An SDF is a Signed Distance Field. A signed distance field is a scalar field where the value of each grid cell corresponds to that cell’s distance to an implicit surface. Values inside the implicit surface are negative, while values outside are positive. By using these values alone, an explicit surface can be computed. SDFs are the basis for all mesh-based computations within a VDB.

A Density grid is a VDB grid type that contains scalar values which represent grid density at any given point. A value of 0 means a given cell is empty, and a value of 1 means a given cell is full. By using these values, dense substances like fog/smoke/atmospherics can be computed (ie, any substance that doesn’t have an explicit surface).

While both Density and SDF grids are composed of scalar values alone, operations on those values will produce very different results. tyFlow’s VDB implementation allows SDF grids to be converted to Density grids, and vice versa. This allows for extra flexibility when working with grid data. For example, adding noise to the values of an SDF will improperly skew its surface representation, but adding noise to a Density grid will simply alter its overall density. By converting that altered Density grid back to an SDF, a properly displaced surface will be the result. Similarly, an SDF can be converted to a Density grid for transforming the implicit surface into a dense, volumetric representation.

•  Does tyFlow treat VDBs like particles? How can a particle simulator work with VDBs?

VDBs are not internally converted into particles in tyFlow, nor are their voxels. Their voxels (which have a static location in space) are directly manipulated by VDB operators at each step of the simulation. For example, imagine you have these VDB operators in your flow: Birth VDB (to initialize the VDB at a particular frame), Object to SDF (to convert a polygonal mesh into a VDB-based SDF), VDB Modify (to generate vectors from the SDF), SDF Solver (to advect the SDF along the generated vectors) and SDF to Mesh (to convert the SDF back into a polygonal mesh). At each step of the simulation, tyFlow will process the operators and iterate through all active voxels in the initialized VDBs, manipulating their data long the way in one fell swoop. So, instead of iterating over a list of particles with your operators, you’re iterating over a list of initialized VDBs. In other words, each operator affects all active voxels in a VDB at once, and the flow of your operators determines how the VDB’s data evolves over time as a whole. No specific manipulations of individual voxels are possible, unlike in a particle system where it’s easy to make specific adjustments to individual particles.

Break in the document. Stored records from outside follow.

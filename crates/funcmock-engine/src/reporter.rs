//! Failure reporting contexts.

/// Receives assertion failures from a mock.
///
/// This is the engine's view of the running test: failed assertions are
/// reported through [`errorf`](Reporter::errorf), and a call that cannot be
/// answered is reported and then aborted with [`fail_now`](Reporter::fail_now).
pub trait Reporter: Send + Sync {
    /// Informational output, e.g. satisfied expectations.
    fn logf(&self, message: &str) {
        tracing::debug!(target: "funcmock", "{}", message);
    }

    /// Record a failure without stopping.
    fn errorf(&self, message: &str);

    /// Stop the current test. Must not return.
    fn fail_now(&self) -> !;
}

/// Reporter that panics on the first failure.
///
/// Suitable for plain `#[test]` functions, where a panic fails the test.
#[derive(Debug, Clone, Copy, Default)]
pub struct Panicking;

impl Reporter for Panicking {
    fn errorf(&self, message: &str) {
        panic!("{}", message);
    }

    fn fail_now(&self) -> ! {
        panic!("funcmock: test failed");
    }
}

#[cfg(test)]
mod tests {
    use super::*;

    #[test]
    #[should_panic(expected = "boom")]
    fn panicking_errorf_panics_with_message() {
        Panicking.errorf("boom");
    }

    #[test]
    #[should_panic(expected = "test failed")]
    fn panicking_fail_now_panics() {
        Panicking.fail_now();
    }
}
//! Generic value type that crosses the call boundary.

use std::any::Any;
use std::fmt;
use std::sync::Arc;

use crate::error::ConversionError;

/// A boxed argument or return value.
///
/// Every argument a mocked function receives is turned into a `Value` before
/// it reaches the expectation engine, and every registered return value is
/// stored as one. Primitives get their own variants so they can be matched and
/// printed without knowing the original Rust type; anything else is carried as
/// a [`NativeBox`].
///
/// `Null` is the absent marker. A `Null` result slot is replaced with the
/// declared type's zero value when the result is handed back to the caller.
/// `Present` marks an `Option` that holds a value which itself boxes to
/// `Null` (`Some(None)`), so nested absence is not confused with absence.
#[derive(Clone, Default)]
pub enum Value {
    /// Absent / nil
    #[default]
    Null,
    /// Boolean value
    Bool(bool),
    /// Signed integers (i8 through i64 and isize)
    Int(i64),
    /// Unsigned integers (u8 through u64 and usize)
    UInt(u64),
    /// Floating point value (f32, f64 both stored as f64)
    Float(f64),
    /// Single character
    Char(char),
    /// Owned string
    String(String),
    /// Ordered sequence (`Vec<T>`, variadic rest arguments)
    List(Vec<Value>),
    /// Any other registered type
    Native(NativeBox),
    /// `Some` around a value that is itself absent
    Present(Box<Value>),
}

impl Value {
    /// Box an arbitrary comparable value.
    pub fn native<T: NativeValue + Clone>(value: T) -> Self {
        Value::Native(NativeBox::new(value))
    }

    /// Get a human-readable name for the kind of data held.
    pub fn type_name(&self) -> &'static str {
        match self {
            Value::Null => "null",
            Value::Bool(_) => "bool",
            Value::Int(_) => "int",
            Value::UInt(_) => "uint",
            Value::Float(_) => "float",
            Value::Char(_) => "char",
            Value::String(_) => "string",
            Value::List(_) => "list",
            Value::Native(native) => native.type_name(),
            Value::Present(_) => "some",
        }
    }

    /// Check if this value is the absent marker.
    pub fn is_null(&self) -> bool {
        matches!(self, Value::Null)
    }

    /// Borrow the native payload as `T`, if that is what this value holds.
    pub fn native_ref<T: Any>(&self) -> Option<&T> {
        match self {
            Value::Native(native) => native.downcast_ref::<T>(),
            _ => None,
        }
    }

    /// Clone the native payload out as `T`.
    pub fn native_cloned<T: Any + Clone>(&self) -> Result<T, ConversionError> {
        self.native_ref::<T>()
            .cloned()
            .ok_or_else(|| ConversionError::mismatch::<T>(self.type_name()))
    }

    /// Get the integer payload widened to `i128`, for either signedness.
    pub(crate) fn as_i128(&self) -> Option<i128> {
        match self {
            Value::Int(v) => Some(*v as i128),
            Value::UInt(v) => Some(*v as i128),
            _ => None,
        }
    }
}

impl fmt::Debug for Value {
    fn fmt(&self, f: &mut fmt::Formatter<'_>) -> fmt::Result {
        match self {
            Value::Null => write!(f, "null"),
            Value::Bool(v) => write!(f, "{}", v),
            Value::Int(v) => write!(f, "{}", v),
            Value::UInt(v) => write!(f, "{}", v),
            Value::Float(v) => write!(f, "{:?}", v),
            Value::Char(c) => write!(f, "{:?}", c),
            Value::String(s) => write!(f, "{:?}", s),
            Value::List(items) => f.debug_list().entries(items).finish(),
            Value::Native(native) => fmt::Debug::fmt(native, f),
            Value::Present(inner) => write!(f, "Some({:?})", inner),
        }
    }
}

impl PartialEq for Value {
    fn eq(&self, other: &Self) -> bool {
        match (self, other) {
            (Value::Null, Value::Null) => true,
            (Value::Bool(a), Value::Bool(b)) => a == b,
            (Value::Float(a), Value::Float(b)) => a == b,
            (Value::Char(a), Value::Char(b)) => a == b,
            (Value::String(a), Value::String(b)) => a == b,
            (Value::List(a), Value::List(b)) => a == b,
            (Value::Native(a), Value::Native(b)) => a == b,
            (Value::Present(a), Value::Present(b)) => a == b,
            // Signedness is a storage detail; 5i32 and 5u64 are the same argument
            (a, b) => match (a.as_i128(), b.as_i128()) {
                (Some(a), Some(b)) => a == b,
                _ => false,
            },
        }
    }
}

/// Object-safe view of a value stored in [`Value::Native`].
///
/// Implemented for every `Any + Debug + PartialEq + Send + Sync` type, so
/// user types only need the usual derives.
pub trait NativeValue: Any + fmt::Debug + Send + Sync {
    /// Upcast for downcasting.
    fn as_any(&self) -> &dyn Any;

    /// Compare against another native value of possibly different type.
    fn eq_native(&self, other: &dyn NativeValue) -> bool;

    /// Rust type name of the concrete value.
    fn native_type_name(&self) -> &'static str;
}

impl<T> NativeValue for T
where
    T: Any + fmt::Debug + PartialEq + Send + Sync,
{
    fn as_any(&self) -> &dyn Any {
        self
    }

    fn eq_native(&self, other: &dyn NativeValue) -> bool {
        other
            .as_any()
            .downcast_ref::<T>()
            .is_some_and(|other| self == other)
    }

    fn native_type_name(&self) -> &'static str {
        std::any::type_name::<T>()
    }
}

/// Shared, type-erased native value.
///
/// Cloning shares the payload; the payload is never mutated after boxing.
#[derive(Clone)]
pub struct NativeBox {
    inner: Arc<dyn NativeValue>,
}

impl NativeBox {
    /// Box a value.
    pub fn new<T: NativeValue>(value: T) -> Self {
        Self {
            inner: Arc::new(value),
        }
    }

    /// Borrow the payload as `T`.
    pub fn downcast_ref<T: Any>(&self) -> Option<&T> {
        self.inner.as_any().downcast_ref::<T>()
    }

    /// Check whether the payload is a `T`.
    pub fn is<T: Any>(&self) -> bool {
        self.inner.as_any().is::<T>()
    }

    /// Rust type name of the payload.
    pub fn type_name(&self) -> &'static str {
        self.inner.native_type_name()
    }
}

impl PartialEq for NativeBox {
    fn eq(&self, other: &Self) -> bool {
        self.inner.eq_native(other.inner.as_ref())
    }
}

impl fmt::Debug for NativeBox {
    fn fmt(&self, f: &mut fmt::Formatter<'_>) -> fmt::Result {
        fmt::Debug::fmt(self.inner.as_ref(), f)
    }
}

#[cfg(test)]
mod tests {
    use super::*;

    #[derive(Debug, Clone, PartialEq)]
    struct Point {
        x: i32,
        y: i32,
    }

    #[test]
    fn value_type_names() {
        assert_eq!(Value::Null.type_name(), "null");
        assert_eq!(Value::Bool(true).type_name(), "bool");
        assert_eq!(Value::Int(0).type_name(), "int");
        assert_eq!(Value::UInt(0).type_name(), "uint");
        assert_eq!(Value::Float(0.0).type_name(), "float");
        assert_eq!(Value::String(String::new()).type_name(), "string");
        assert_eq!(Value::List(vec![]).type_name(), "list");
        assert!(Value::native(Point { x: 1, y: 2 }).type_name().ends_with("Point"));
        assert_eq!(Value::Present(Box::new(Value::Null)).type_name(), "some");
    }

    #[test]
    fn default_is_null() {
        assert!(Value::default().is_null());
        assert!(!Value::Int(0).is_null());
    }

    #[test]
    fn integers_compare_across_signedness() {
        assert_eq!(Value::Int(5), Value::UInt(5));
        assert_ne!(Value::Int(-1), Value::UInt(u64::MAX));
        assert_ne!(Value::Int(1), Value::Float(1.0));
    }

    #[test]
    fn present_null_is_not_null() {
        let nested = Value::Present(Box::new(Value::Null));
        assert!(!nested.is_null());
        assert_ne!(nested, Value::Null);
        assert_eq!(nested, Value::Present(Box::new(Value::Null)));
        assert_eq!(format!("{:?}", nested), "Some(null)");
    }

    #[test]
    fn native_values_compare_by_payload() {
        let a = Value::native(Point { x: 1, y: 2 });
        let b = Value::native(Point { x: 1, y: 2 });
        let c = Value::native(Point { x: 2, y: 1 });
        assert_eq!(a, b);
        assert_ne!(a, c);
        // Same bits, different type
        assert_ne!(Value::native(1u8), Value::native(1i8));
    }

    #[test]
    fn native_cloned_downcasts() {
        let value = Value::native(Point { x: 3, y: 4 });
        assert_eq!(value.native_cloned::<Point>().unwrap(), Point { x: 3, y: 4 });
        assert!(value.native_cloned::<String>().is_err());
        assert!(Value::Int(1).native_cloned::<Point>().is_err());
    }

    #[test]
    fn debug_output() {
        assert_eq!(format!("{:?}", Value::String("a".into())), "\"a\"");
        assert_eq!(format!("{:?}", Value::Int(-3)), "-3");
        assert_eq!(
            format!("{:?}", Value::List(vec![Value::Bool(true), Value::Null])),
            "[true, null]"
        );
        assert_eq!(
            format!("{:?}", Value::native(Point { x: 1, y: 2 })),
            "Point { x: 1, y: 2 }"
        );
    }
}
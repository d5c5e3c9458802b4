//! The [`Slot`] trait: types that can be passed to or returned from a mock.
//!
//! This module provides the conversions between Rust values and [`Value`]:
//! - [`Slot::into_value`]: box a Rust value, losslessly
//! - [`Slot::from_value`]: get the Rust value back out
//!
//! ## Supported Types
//!
//! - Integers: `i8`..`i64`, `isize`, `u8`..`u64`, `usize`
//! - Floats: `f32`, `f64`
//! - `bool`, `char`, `String`
//! - `Option<T>` (nullable), `Vec<T>`, `Box<T>`, `Arc<T>`, [`Rest<T>`]
//! - [`Value`] itself
//!
//! User types opt in with `#[derive(Slot)]` or [`impl_native_slot!`](crate::impl_native_slot).

use std::sync::Arc;

use crate::descriptor::TypeKind;
use crate::error::ConversionError;
use crate::value::Value;

/// A type that can cross the mocked call boundary.
pub trait Slot: Sized + Send + Sync + 'static {
    /// Broad category of the type, used by descriptors.
    const KIND: TypeKind;

    /// Whether this type marks a trailing variadic parameter.
    const IS_REST: bool = false;

    /// Diagnostic name of the type.
    fn type_name() -> &'static str {
        std::any::type_name::<Self>()
    }

    /// Box this value.
    fn into_value(self) -> Value;

    /// Extract a value of this type.
    ///
    /// Returns a `ConversionError` if the value holds an incompatible type.
    fn from_value(value: &Value) -> Result<Self, ConversionError>;
}

/// Conversion into a [`Value`] for anything accepted where a value is expected.
///
/// Implemented for every [`Slot`] and for `&str`, so string literals can be
/// used when registering expectations for `String` parameters.
pub trait IntoValue {
    /// Convert into a boxed value.
    fn into_boxed_value(self) -> Value;
}

impl<T: Slot> IntoValue for T {
    fn into_boxed_value(self) -> Value {
        self.into_value()
    }
}

impl IntoValue for &str {
    fn into_boxed_value(self) -> Value {
        Value::String(self.to_owned())
    }
}

// ============================================================================
// Integer implementations
// ============================================================================

macro_rules! impl_slot_int {
    ($variant:ident, $wide:ty, $($ty:ty),*) => {
        $(
            impl Slot for $ty {
                const KIND: TypeKind = TypeKind::Numeric;

                fn into_value(self) -> Value {
                    Value::$variant(self as $wide)
                }

                fn from_value(value: &Value) -> Result<Self, ConversionError> {
                    match value.as_i128() {
                        Some(v) => <$ty>::try_from(v).map_err(|_| ConversionError::IntegerOverflow {
                            value: v,
                            target_type: stringify!($ty),
                        }),
                        None if value.is_null() => Err(ConversionError::UnexpectedNull {
                            target_type: stringify!($ty),
                        }),
                        None => Err(ConversionError::TypeMismatch {
                            expected: stringify!($ty),
                            actual: value.type_name(),
                        }),
                    }
                }
            }
        )*
    };
}

impl_slot_int!(Int, i64, i8, i16, i32, i64, isize);
impl_slot_int!(UInt, u64, u8, u16, u32, u64, usize);

// ============================================================================
// Scalar implementations
// ============================================================================

/// Integers widen to `f64` only when the conversion is exact, so a result
/// registered as `7i32` can fill an `f64` slot but `u64::MAX` cannot.
impl Slot for f64 {
    const KIND: TypeKind = TypeKind::Numeric;

    fn into_value(self) -> Value {
        Value::Float(self)
    }

    fn from_value(value: &Value) -> Result<Self, ConversionError> {
        match value {
            Value::Float(v) => Ok(*v),
            Value::Int(_) | Value::UInt(_) => {
                let Some(v) = value.as_i128() else {
                    return Err(ConversionError::mismatch::<f64>(value.type_name()));
                };
                let widened = v as f64;
                if widened as i128 == v {
                    Ok(widened)
                } else {
                    Err(ConversionError::FloatConversion {
                        value: widened,
                        target_type: "f64",
                    })
                }
            }
            Value::Null => Err(ConversionError::UnexpectedNull { target_type: "f64" }),
            _ => Err(ConversionError::mismatch::<f64>(value.type_name())),
        }
    }
}

impl Slot for f32 {
    const KIND: TypeKind = TypeKind::Numeric;

    fn into_value(self) -> Value {
        Value::Float(self as f64)
    }

    fn from_value(value: &Value) -> Result<Self, ConversionError> {
        let v = match f64::from_value(value) {
            Ok(v) => v,
            Err(ConversionError::TypeMismatch { actual, .. }) => {
                return Err(ConversionError::mismatch::<f32>(actual));
            }
            Err(ConversionError::UnexpectedNull { .. }) => {
                return Err(ConversionError::UnexpectedNull { target_type: "f32" });
            }
            Err(err) => return Err(err),
        };

        // Infinities and NaN carry over; finite values must fit
        if !v.is_finite() || (f32::MIN as f64..=f32::MAX as f64).contains(&v) {
            Ok(v as f32)
        } else {
            Err(ConversionError::FloatConversion {
                value: v,
                target_type: "f32",
            })
        }
    }
}

macro_rules! impl_slot_scalar {
    ($ty:ty, $variant:ident, $kind:ident) => {
        impl Slot for $ty {
            const KIND: TypeKind = TypeKind::$kind;

            fn into_value(self) -> Value {
                Value::$variant(self)
            }

            fn from_value(value: &Value) -> Result<Self, ConversionError> {
                match value {
                    Value::$variant(v) => Ok(v.clone()),
                    _ => Err(ConversionError::mismatch::<$ty>(value.type_name())),
                }
            }
        }
    };
}

impl_slot_scalar!(bool, Bool, Bool);
impl_slot_scalar!(char, Char, Text);
impl_slot_scalar!(String, String, Text);

// ============================================================================
// Wrapper implementations
// ============================================================================

impl<T: Slot> Slot for Option<T> {
    const KIND: TypeKind = TypeKind::Nullable;

    fn into_value(self) -> Value {
        match self {
            Some(v) => match v.into_value() {
                // Keep `Some(None)` apart from `None`
                inner @ (Value::Null | Value::Present(_)) => Value::Present(Box::new(inner)),
                inner => inner,
            },
            None => Value::Null,
        }
    }

    fn from_value(value: &Value) -> Result<Self, ConversionError> {
        match value {
            Value::Null => Ok(None),
            Value::Present(inner) => T::from_value(inner).map(Some),
            other => T::from_value(other).map(Some),
        }
    }
}

impl<T: Slot> Slot for Vec<T> {
    const KIND: TypeKind = TypeKind::Aggregate;

    fn into_value(self) -> Value {
        Value::List(self.into_iter().map(Slot::into_value).collect())
    }

    fn from_value(value: &Value) -> Result<Self, ConversionError> {
        match value {
            Value::List(items) => items.iter().map(T::from_value).collect(),
            _ => Err(ConversionError::mismatch::<Self>(value.type_name())),
        }
    }
}

impl<T: Slot> Slot for Box<T> {
    const KIND: TypeKind = T::KIND;

    fn into_value(self) -> Value {
        (*self).into_value()
    }

    fn from_value(value: &Value) -> Result<Self, ConversionError> {
        T::from_value(value).map(Box::new)
    }
}

impl<T: Slot + Clone> Slot for Arc<T> {
    const KIND: TypeKind = T::KIND;

    fn into_value(self) -> Value {
        Arc::unwrap_or_clone(self).into_value()
    }

    fn from_value(value: &Value) -> Result<Self, ConversionError> {
        T::from_value(value).map(Arc::new)
    }
}

impl Slot for Value {
    const KIND: TypeKind = TypeKind::Dynamic;

    fn into_value(self) -> Value {
        self
    }

    fn from_value(value: &Value) -> Result<Self, ConversionError> {
        Ok(value.clone())
    }
}

/// Trailing variadic parameter.
///
/// A function declared as `dyn Fn(String, Rest<i32>)` is described as variadic.
/// All rest arguments are boxed together as one [`Value::List`], so an
/// expectation matches them with a single list matcher.
#[derive(Debug, Clone, PartialEq, Eq, Default)]
pub struct Rest<T>(pub Vec<T>);

impl<T> From<Vec<T>> for Rest<T> {
    fn from(items: Vec<T>) -> Self {
        Rest(items)
    }
}

impl<T: Slot> Slot for Rest<T> {
    const KIND: TypeKind = TypeKind::Aggregate;
    const IS_REST: bool = true;

    fn into_value(self) -> Value {
        self.0.into_value()
    }

    fn from_value(value: &Value) -> Result<Self, ConversionError> {
        Vec::<T>::from_value(value).map(Rest)
    }
}

/// Implement [`Slot`] for types carried as [`Value::Native`].
///
/// The types must be `Clone + PartialEq + Debug + Send + Sync + 'static`.
///
/// ```
/// use funcmock_core::{Slot, Value, impl_native_slot};
///
/// #[derive(Debug, Clone, PartialEq)]
/// struct UserId(u32);
///
/// impl_native_slot!(UserId);
///
/// let value = UserId(7).into_value();
/// assert_eq!(UserId::from_value(&value).unwrap(), UserId(7));
/// ```
#[macro_export]
macro_rules! impl_native_slot {
    ($($ty:ty),+ $(,)?) => {
        $(
            impl $crate::Slot for $ty {
                const KIND: $crate::TypeKind = $crate::TypeKind::Native;

                fn into_value(self) -> $crate::Value {
                    $crate::Value::native(self)
                }

                fn from_value(value: &$crate::Value) -> ::core::result::Result<Self, $crate::ConversionError> {
                    value.native_cloned::<Self>()
                }
            }
        )+
    };
}
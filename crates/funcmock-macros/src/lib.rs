//! funcmock Proc Macros
//!
//! - `#[derive(Slot)]` - carry a user type through mock arguments and results
//!
//! # Example
//!
//! ```ignore
//! use funcmock::Slot;
//!
//! #[derive(Debug, Clone, PartialEq, Slot)]
//! #[slot(name = "ParseError")]
//! pub struct MyError(String);
//! ```

use proc_macro::TokenStream;

mod attrs;
mod derive_slot;

/// Derive the `Slot` trait for a type.
///
/// The type is boxed as a native value, so it must be
/// `Clone + PartialEq + Debug + Send + Sync + 'static`.
///
/// # Attributes
///
/// - `#[slot(name = "...")]` - Override the name shown in failure messages
#[proc_macro_derive(Slot, attributes(slot))]
pub fn derive_slot(input: TokenStream) -> TokenStream {
    derive_slot::derive_slot_impl(input)
}
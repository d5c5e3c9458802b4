//! Conversion errors raised when a [`Value`](crate::Value) is demarshalled.

use thiserror::Error;

/// Error produced when a generic value cannot be turned back into a Rust type.
#[derive(Debug, Clone, PartialEq, Error)]
pub enum ConversionError {
    /// The value holds a different kind of data than the target type expects.
    #[error("type mismatch: expected {expected}, got {actual}")]
    TypeMismatch {
        expected: &'static str,
        actual: &'static str,
    },

    /// An integer value does not fit in the target integer type.
    #[error("integer overflow: {value} does not fit in {target_type}")]
    IntegerOverflow {
        value: i128,
        target_type: &'static str,
    },

    /// A float value cannot be represented in the target type.
    #[error("float conversion: {value} cannot be represented as {target_type}")]
    FloatConversion {
        value: f64,
        target_type: &'static str,
    },

    /// A null value was given to a type that cannot represent absence.
    #[error("null value cannot be converted to non-nullable {target_type}")]
    UnexpectedNull { target_type: &'static str },
}

impl ConversionError {
    /// Create a type mismatch error for target type `T`.
    pub fn mismatch<T: ?Sized>(actual: &'static str) -> Self {
        ConversionError::TypeMismatch {
            expected: std::any::type_name::<T>(),
            actual,
        }
    }
}
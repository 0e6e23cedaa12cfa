use std::error::Error as _;

use axum::{
    http::StatusCode,
    response::{IntoResponse, Response},
    Json,
};
use serde::Serialize;
use thiserror::Error;

use crate::models::frame::FrameIndex;
use crate::provider::ProviderError;

/// Application-level error type.
/// Implements `IntoResponse` so Axum handlers can return `Result<T, AppError>`.
#[derive(Debug, Error)]
pub enum AppError {
    #[error("Validation error: {0}")]
    Validation(String),

    #[error("Method Not Allowed")]
    MethodNotAllowed,

    /// A single frame's submission or retrieval failed. Aborts the run.
    #[error("Frame {frame} render failed: {source}")]
    FrameRender {
        frame: FrameIndex,
        source: ProviderError,
    },
}

/// Failure body shared by every error response.
#[derive(Debug, Serialize)]
pub struct ErrorBody {
    pub success: bool,
    pub error: String,
    #[serde(skip_serializing_if = "Option::is_none")]
    pub details: Option<String>,
}

impl AppError {
    /// Builds the response, attaching the source chain as `details` for
    /// server errors when `expose_details` is set.
    pub fn into_response_with(self, expose_details: bool) -> Response {
        let (status, message, details) = match &self {
            AppError::Validation(msg) => (StatusCode::BAD_REQUEST, msg.clone(), None),
            AppError::MethodNotAllowed => (
                StatusCode::METHOD_NOT_ALLOWED,
                "Method Not Allowed".to_string(),
                None,
            ),
            AppError::FrameRender { frame, source } => {
                tracing::error!("Frame generation failed on frame {frame}: {source}");
                (
                    StatusCode::INTERNAL_SERVER_ERROR,
                    format!("Failed to generate frames: {self}"),
                    expose_details.then(|| error_chain(&self)),
                )
            }
        };

        let body = Json(ErrorBody {
            success: false,
            error: message,
            details,
        });

        (status, body).into_response()
    }
}

impl IntoResponse for AppError {
    fn into_response(self) -> Response {
        self.into_response_with(false)
    }
}

/// Renders an error and every `source()` below it, one per line.
fn error_chain(err: &AppError) -> String {
    let mut lines = vec![err.to_string()];
    let mut source = err.source();
    while let Some(cause) = source {
        lines.push(format!("caused by: {cause}"));
        source = cause.source();
    }
    lines.join("\n")
}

•  Can VDBs and particles interact?

Yes, some VDB operators can output particles from a VDB, and other operators can input particle data into a VDB. Since both VDBs and particles are updated together during the same time step, they can work together in lockstep (for example, you can convert VDBs to particles, or advect particles with VDB velocities, etc).

•  Can I render VDBs with tyFlow?

tyFlow can export VDB data as a mesh or in the .vdb format. Beyond that, users will have to rely on their preferred renderer’s ability to process the .vdb format in order to render it. The same goes for atmospheric representations of VDB data in the viewport - tyFlow can display VDB data as a mesh, but in order to view representations of fog or other atmospheric effects in the view, users must rely on 3rd party software (ex: VRay’s VRayVolumeGrid object, or a PhoenixFD container). Point-based representations of Density grids are possible in tyFlow, using a Display VDB operator. Velocities and UVWs can be visualized in a similar way.